Your credit score provides banks, potential employers or future landlords a snapshot look at your level of financial trustworthiness based on your credit report. Credit scores, also called FICO scores after the Fair Isaac Company, assign a single, three-digit number to your current financial picture that ranges from 350 to 850, with 850 reflecting the best money management. While a credit score may seem like a magic number, you can decode the credit score factors to understand what your score currently says about you.
Instructions
- 1
Identify how the credit score is divided across a number of factors. Payment history makes up 35 percent of the score, amounts owed equal 30 percent, 15 percent is based on your length of credit history, while new credit and the types of credit used each represent 10 percent of the score.

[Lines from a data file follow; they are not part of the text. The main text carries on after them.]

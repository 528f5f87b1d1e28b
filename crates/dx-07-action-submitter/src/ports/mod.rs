//! Ports module for Action Submitter

pub mod inbound;
pub mod outbound;

pub use inbound::ActionApi;
pub use outbound::Signer;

2Understand payment history to mean both the positives and negatives of your past payment behavior to any creditor. This includes when payments were late, how often, how many times, how long ago and if the past due items went to collections, as well as any amounts still owed on delinquent items. History also means bankruptcy, liens against you, law suits and how many accounts were positively settled "as agreed" through regular payment methods.
3Think about amounts owed as just that -- what you owe on the loans, lines of credit or credit cards you currently have. Amounts owed also considers the number of accounts open, what types of accounts they are, such as all credit cards, as well as how many accounts have balances. On accounts with balances, the score examines the amount of balance compared to the total credit limit or original loan amount.

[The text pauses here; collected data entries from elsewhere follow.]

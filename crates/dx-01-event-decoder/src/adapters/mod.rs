//! # Adapters Layer
//!
//! Schema providers.

mod static_schemas;

pub use static_schemas::{marketplace_schema, StaticSchemaProvider};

4Look at your length of credit history to mean how long you've had a relationship with each creditor, bank or business. The age of an account tells you if the relationship is brand new, or more established and shows if you opened a large amount of accounts in any one time. The score also looks to see the last time you used your account, so a credit card with no balance that hasn't been used in years may not look as good as one that is used for occasional purchases.
5Know that new credit reflects in your score if you've recently opened a number of accounts and what kinds of accounts these are. New credit also takes into account how many credit inquiries you've had recently and if you shopped around or did all of these inquiries in a relatively short period of time, or if you've been on the hunt for credit for a while.
6Realize that types of credit used simply provides a basic view of what kinds of accounts you have and how many of them are there. A person with solely credit cards may not score as favorably as a person with a credit card, a student loan and a car loan, provided the payments are up to date and balances aren't close to the limit.
7Request a copy of your credit report, which you can get free once a year (see Resources), and look over the report with each of the credit score factors in mind to see where you can make changes in your payment patterns and reduce debts.